■ PROBLEM DETAILS:
Nothing in the data may be altered, so output all of it exactly.

■ ENTRIES PROVIDED:
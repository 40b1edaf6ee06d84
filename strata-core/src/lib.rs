//! Strata Core - Cache Types
//!
//! Foundational types for the strata cache backend chain. All other crates
//! depend on this. This crate contains only keys, errors, and configuration -
//! no storage logic.

pub mod config;
pub mod error;
pub mod key;

pub use config::VerifyConfig;
pub use error::{CacheError, CacheResult};
pub use key::CacheKey;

■ RESPONSE AREA:
repository 40b1edaf6ee06d84
filename strata-core/src/lib.rs
//! Strata Core - Cache Types
//!
//! Foundational types for the strata cache backend chain. All other crates
//! depend on this. This crate contains only keys, errors, and configuration -
//! no storage logic.

pub mod config;
pub mod error;
pub mod key;

pub use config::VerifyConfig;
pub use error::{CacheError, CacheResult};
pub use key::CacheKey;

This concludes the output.